In order to facilitate understanding of the methods provided by the embodiments of the present application, reference is made to the following description taken in conjunction with the accompanying drawings. As shown in fig. 3, B1: and controlling the water inlet valve to open to feed water. B2: the water level parameter value of an inner barrel of the clothes processing device is detected in real time through a sensor. B3: and determining the water level gear of the current water level according to the current water level parameter value, and acquiring the preset interval time and the preset change threshold corresponding to the current water level gear. B4: and calculating a water level parameter change value every preset interval time corresponding to the water level gear within a time interval corresponding to the current water level gear. B5: and judging whether the calculated water level parameter change value is less than or equal to a preset change threshold corresponding to the current water level gear, if so, executing the step B6, and if not, executing the step B10. B6: the failure number i is i + 1. B7: and starting a drainage pump of the clothes treatment device to drain the water in the outer barrel. B8: and judging whether the failure times i are greater than or equal to the preset times, if so, executing the step B9, and if not, returning to the step B2. B9: and sending water inlet fault alarm information and closing the water inlet valve. B10: the failure number i is 0. B11: the drain pump of the laundry treating apparatus is turned off and then returns to step B2.

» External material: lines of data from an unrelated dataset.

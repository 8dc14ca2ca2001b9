//! Checks the target ring against a simple queue model.

use std::collections::VecDeque;

use proptest::prelude::*;
use swd_serial::Error;
use swd_serial::ring::RingBuffer;

#[derive(Debug, Clone)]
enum Op {
    Push(u8),
    PushAll(Vec<u8>),
    Pop,
    Reset,
}

fn op() -> impl Strategy<Value = Op> {
    prop_oneof![
        4 => any::<u8>().prop_map(Op::Push),
        2 => prop::collection::vec(any::<u8>(), 0..5).prop_map(Op::PushAll),
        4 => Just(Op::Pop),
        1 => Just(Op::Reset),
    ]
}

fn run<const N: usize>(ops: &[Op]) {
    let ring = RingBuffer::<N>::new();
    let mut model = VecDeque::new();

    for op in ops {
        match op {
            Op::Push(byte) => {
                let result = ring.try_push(*byte);
                if model.len() < N - 1 {
                    assert_eq!(result, Ok(()));
                    model.push_back(*byte);
                } else {
                    assert_eq!(result, Err(Error::BufferFull));
                }
            }
            Op::PushAll(bytes) => {
                let result = ring.try_push_all(bytes);
                if model.len() + bytes.len() < N {
                    assert_eq!(result, Ok(()));
                    model.extend(bytes.iter().copied());
                } else {
                    assert_eq!(result, Err(Error::BufferFull));
                }
            }
            Op::Pop => assert_eq!(ring.try_pop(), model.pop_front()),
            Op::Reset => {
                ring.reset();
                model.clear();
            }
        }

        assert_eq!(ring.len(), model.len());
        assert_eq!(ring.free(), N - 1 - model.len());
        assert_eq!(ring.is_empty(), model.is_empty());
        assert_eq!(ring.is_full(), model.len() == N - 1);

        let cb = ring.control_block();
        assert!(cb.head < N as u32 && cb.tail < N as u32);
        assert_eq!(cb.len(), model.len());
    }

    // Whatever is left drains in order, leaving the ring empty
    while let Some(expected) = model.pop_front() {
        assert_eq!(ring.try_pop(), Some(expected));
    }
    assert_eq!(ring.try_pop(), None);
}

proptest! {
    #[test]
    fn smallest_ring_matches_model(ops in prop::collection::vec(op(), 0..200)) {
        run::<2>(&ops);
    }

    #[test]
    fn odd_ring_matches_model(ops in prop::collection::vec(op(), 0..200)) {
        run::<3>(&ops);
    }

    #[test]
    fn default_rx_ring_matches_model(ops in prop::collection::vec(op(), 0..400)) {
        run::<16>(&ops);
    }

    #[test]
    fn large_ring_matches_model(ops in prop::collection::vec(op(), 0..400)) {
        run::<64>(&ops);
    }
}

#[test]
fn holds_one_less_than_capacity() {
    let ring = RingBuffer::<16>::new();
    for byte in 1..=15 {
        ring.try_push(byte).unwrap();
    }
    assert_eq!(ring.try_push(16), Err(Error::BufferFull));
    assert_eq!(ring.try_push_all(&[]), Ok(()));
    assert_eq!(ring.len(), 15);
}
//! Host side of the pseudo-serial port, driving the target's rings over a
//! debug probe.
//!
//! See [`AsyncHostPort`] for usage.

// Copyright (C) 2025 Piers Finlayson <piers@piers.rocks>
//
// MIT License

pub mod futures;

pub use futures::{AsyncDelay, AsyncHostPort};

use crate::port::PortDescriptor;

/// Configuration for creating an [`AsyncHostPort`].
/// - `Direct`: Ring locations and sizes are known up front
/// - `FromTarget`: Read the target's [`PortDescriptor`] from a known
///   address, normally a linker placed symbol
#[derive(Debug, Clone, Copy)]
pub enum HostConfig {
    Direct {
        /// Address of the host to target ring in target memory
        rx_ptr: u32,
        /// Data slots in the host to target ring
        rx_capacity: usize,
        /// Address of the target to host ring in target memory
        tx_ptr: u32,
        /// Data slots in the target to host ring
        tx_capacity: usize,
        /// Notification interrupt, if the host should raise one after sending
        irq: Option<u16>,
    },
    FromTarget {
        /// Address of the [`PortDescriptor`] in target memory
        descriptor_ptr: u32,
    },
}

impl From<PortDescriptor> for HostConfig {
    fn from(descriptor: PortDescriptor) -> Self {
        HostConfig::Direct {
            rx_ptr: descriptor.rx_base,
            rx_capacity: descriptor.rx_capacity as usize,
            tx_ptr: descriptor.tx_base,
            tx_capacity: descriptor.tx_capacity as usize,
            irq: Some(descriptor.irq as u16),
        }
    }
}

/// Where a ring is, once known
#[derive(Debug, Clone, Copy, PartialEq, Eq)]
struct RingConfig {
    ptr: u32,
    capacity: usize,
}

In the embodiment of the application, the change condition of the water level parameter in the inner barrel of the clothes treatment device is detected through the sensor, whether the sensor fails or not is judged according to the change condition of the water level parameter, and the drainage pump is started to drain water in the outer barrel when the sensor fails, so that the phenomenon that the outer barrel overflows due to the sensor failure is reduced. And with the increase of the water level, shorten the time interval of detecting the parameter variation value of the water level, thus make the water level higher, judge the frequency of the sensor trouble is higher, further reduce the sensor trouble and cause the situation of the outer barrel overflow. If the sensor fault is continuously judged for multiple times, water inlet fault alarm information is sent out to prompt a user to maintain the clothes treatment device in time.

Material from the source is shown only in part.